(ACTIVITY): Down to the last line, repeat the data below exactly.

(Stored items)
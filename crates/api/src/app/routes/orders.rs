use std::sync::Arc;

use axum::{
    Json, Router,
    extract::{Extension, Path, Query},
    http::StatusCode,
    response::IntoResponse,
    routing::{get, post},
};
use chrono::Utc;

use shipcheck_auth::Permission;
use shipcheck_core::AggregateId;
use shipcheck_orders::{Order, OrderId, TrackingId};

use crate::app::{dto, errors};
use crate::app::services::AppServices;
use crate::authz::capability_for;
use crate::context::PrincipalContext;

pub fn router() -> Router {
    Router::new()
        .route("/", post(create_order).get(list_orders))
        .route("/tracking/:tracking_id", get(get_order_by_tracking_id))
        .route("/:id", get(get_order).delete(delete_order))
}

fn parse_order_id(raw: &str) -> Result<OrderId, axum::response::Response> {
    raw.parse::<AggregateId>()
        .map(OrderId::new)
        .map_err(|_| errors::json_error(StatusCode::BAD_REQUEST, "invalid_id", "invalid order id"))
}

pub async fn create_order(
    Extension(services): Extension<Arc<AppServices>>,
    Extension(principal): Extension<PrincipalContext>,
    Json(body): Json<dto::CreateOrderRequest>,
) -> axum::response::Response {
    if let Err(e) = capability_for(&principal, &Permission::ORDERS_CREATE) {
        return errors::authz_error_to_response(e);
    }

    let order = match body.into_command(Utc::now()).and_then(Order::create) {
        Ok(o) => o,
        Err(e) => return errors::domain_error_to_response(e),
    };

    match services.orders.insert(order).await {
        Ok(stored) => {
            tracing::info!(
                order_id = %stored.id_typed(),
                tracking_id = %stored.tracking_id(),
                "order created"
            );
            (StatusCode::CREATED, Json(stored.to_record())).into_response()
        }
        Err(e) => errors::store_error_to_response(e),
    }
}

pub async fn list_orders(
    Extension(services): Extension<Arc<AppServices>>,
    Extension(principal): Extension<PrincipalContext>,
    Query(query): Query<dto::ListOrdersQuery>,
) -> axum::response::Response {
    if let Err(e) = capability_for(&principal, &Permission::ORDERS_READ) {
        return errors::authz_error_to_response(e);
    }

    let filter = match query.into_filter() {
        Ok(f) => f,
        Err(e) => return errors::domain_error_to_response(e),
    };

    match services.orders.list(&filter).await {
        Ok(orders) => {
            let items = orders.iter().map(Order::to_record).collect::<Vec<_>>();
            (StatusCode::OK, Json(serde_json::json!({ "items": items }))).into_response()
        }
        Err(e) => errors::store_error_to_response(e),
    }
}

pub async fn get_order(
    Extension(services): Extension<Arc<AppServices>>,
    Extension(principal): Extension<PrincipalContext>,
    Path(id): Path<String>,
) -> axum::response::Response {
    if let Err(e) = capability_for(&principal, &Permission::ORDERS_READ) {
        return errors::authz_error_to_response(e);
    }

    let id = match parse_order_id(&id) {
        Ok(v) => v,
        Err(resp) => return resp,
    };

    match services.orders.find_by_id(id).await {
        Ok(Some(order)) => (StatusCode::OK, Json(order.to_record())).into_response(),
        Ok(None) => errors::json_error(StatusCode::NOT_FOUND, "not_found", "order not found"),
        Err(e) => errors::store_error_to_response(e),
    }
}

pub async fn get_order_by_tracking_id(
    Extension(services): Extension<Arc<AppServices>>,
    Extension(principal): Extension<PrincipalContext>,
    Path(tracking_id): Path<String>,
) -> axum::response::Response {
    if let Err(e) = capability_for(&principal, &Permission::ORDERS_READ) {
        return errors::authz_error_to_response(e);
    }

    let tracking_id = match TrackingId::parse(&tracking_id) {
        Ok(v) => v,
        Err(e) => return errors::domain_error_to_response(e),
    };

    match services.orders.find_by_tracking_id(&tracking_id).await {
        Ok(Some(order)) => (StatusCode::OK, Json(order.to_record())).into_response(),
        Ok(None) => errors::json_error(
            StatusCode::NOT_FOUND,
            "tracking_id_not_found",
            format!("no order with tracking id '{tracking_id}'"),
        ),
        Err(e) => errors::store_error_to_response(e),
    }
}

pub async fn delete_order(
    Extension(services): Extension<Arc<AppServices>>,
    Extension(principal): Extension<PrincipalContext>,
    Path(id): Path<String>,
) -> axum::response::Response {
    if let Err(e) = capability_for(&principal, &Permission::ORDERS_DELETE) {
        return errors::authz_error_to_response(e);
    }

    let id = match parse_order_id(&id) {
        Ok(v) => v,
        Err(resp) => return resp,
    };

    match services.orders.delete(id).await {
        Ok(true) => {
            tracing::info!(order_id = %id, "order deleted");
            StatusCode::NO_CONTENT.into_response()
        }
        Ok(false) => errors::json_error(StatusCode::NOT_FOUND, "not_found", "order not found"),
        Err(e) => errors::store_error_to_response(e),
    }
}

(RESULT OF THE TASK):
filename crates/api/src/app/routes/orders.rs
use std::sync::Arc;

use axum::{
    Json, Router,
    extract::{Extension, Path, Query},
    http::StatusCode,
    response::IntoResponse,
    routing::{get, post},
};
use chrono::Utc;

use shipcheck_auth::Permission;
use shipcheck_core::AggregateId;
use shipcheck_orders::{Order, OrderId, TrackingId};

use crate::app::{dto, errors};
use crate::app::services::AppServices;
use crate::authz::capability_for;
use crate::context::PrincipalContext;

pub fn router() -> Router {
    Router::new()
        .route("/", post(create_order).get(list_orders))
        .route("/tracking/:tracking_id", get(get_order_by_tracking_id))
        .route("/:id", get(get_order).delete(delete_order))
}

fn parse_order_id(raw: &str) -> Result<OrderId, axum::response::Response> {
    raw.parse::<AggregateId>()
        .map(OrderId::new)
        .map_err(|_| errors::json_error(StatusCode::BAD_REQUEST, "invalid_id", "invalid order id"))
}

pub async fn create_order(
    Extension(services): Extension<Arc<AppServices>>,
    Extension(principal): Extension<PrincipalContext>,
    Json(body): Json<dto::CreateOrderRequest>,
) -> axum::response::Response {
    if let Err(e) = capability_for(&principal, &Permission::ORDERS_CREATE) {
        return errors::authz_error_to_response(e);
    }

    let order = match body.into_command(Utc::now()).and_then(Order::create) {
        Ok(o) => o,
        Err(e) => return errors::domain_error_to_response(e),
    };

    match services.orders.insert(order).await {
        Ok(stored) => {
            tracing::info!(
                order_id = %stored.id_typed(),
                tracking_id = %stored.tracking_id(),
                "order created"
            );
            (StatusCode::CREATED, Json(stored.to_record())).into_response()
        }
        Err(e) => errors::store_error_to_response(e),
    }
}

pub async fn list_orders(
    Extension(services): Extension<Arc<AppServices>>,
    Extension(principal): Extension<PrincipalContext>,
    Query(query): Query<dto::ListOrdersQuery>,
) -> axum::response::Response {
    if let Err(e) = capability_for(&principal, &Permission::ORDERS_READ) {
        return errors::authz_error_to_response(e);
    }

    let filter = match query.into_filter() {
        Ok(f) => f,
        Err(e) => return errors::domain_error_to_response(e),
    };

    match services.orders.list(&filter).await {
        Ok(orders) => {
            let items = orders.iter().map(Order::to_record).collect::<Vec<_>>();
            (StatusCode::OK, Json(serde_json::json!({ "items": items }))).into_response()
        }
        Err(e) => errors::store_error_to_response(e),
    }
}

pub async fn get_order(
    Extension(services): Extension<Arc<AppServices>>,
    Extension(principal): Extension<PrincipalContext>,
    Path(id): Path<String>,
) -> axum::response::Response {
    if let Err(e) = capability_for(&principal, &Permission::ORDERS_READ) {
        return errors::authz_error_to_response(e);
    }

    let id = match parse_order_id(&id) {
        Ok(v) => v,
        Err(resp) => return resp,
    };

    match services.orders.find_by_id(id).await {
        Ok(Some(order)) => (StatusCode::OK, Json(order.to_record())).into_response(),
        Ok(None) => errors::json_error(StatusCode::NOT_FOUND, "not_found", "order not found"),
        Err(e) => errors::store_error_to_response(e),
    }
}

pub async fn get_order_by_tracking_id(
    Extension(services): Extension<Arc<AppServices>>,
    Extension(principal): Extension<PrincipalContext>,
    Path(tracking_id): Path<String>,
) -> axum::response::Response {
    if let Err(e) = capability_for(&principal, &Permission::ORDERS_READ) {
        return errors::authz_error_to_response(e);
    }

    let tracking_id = match TrackingId::parse(&tracking_id) {
        Ok(v) => v,
        Err(e) => return errors::domain_error_to_response(e),
    };

    match services.orders.find_by_tracking_id(&tracking_id).await {
        Ok(Some(order)) => (StatusCode::OK, Json(order.to_record())).into_response(),
        Ok(None) => errors::json_error(
            StatusCode::NOT_FOUND,
            "tracking_id_not_found",
            format!("no order with tracking id '{tracking_id}'"),
        ),
        Err(e) => errors::store_error_to_response(e),
    }
}

pub async fn delete_order(
    Extension(services): Extension<Arc<AppServices>>,
    Extension(principal): Extension<PrincipalContext>,
    Path(id): Path<String>,
) -> axum::response::Response {
    if let Err(e) = capability_for(&principal, &Permission::ORDERS_DELETE) {
        return errors::authz_error_to_response(e);
    }

    let id = match parse_order_id(&id) {
        Ok(v) => v,
        Err(resp) => return resp,
    };

    match services.orders.delete(id).await {
        Ok(true) => {
            tracing::info!(order_id = %id, "order deleted");
            StatusCode::NO_CONTENT.into_response()
        }
        Ok(false) => errors::json_error(StatusCode::NOT_FOUND, "not_found", "order not found"),
        Err(e) => errors::store_error_to_response(e),
    }
}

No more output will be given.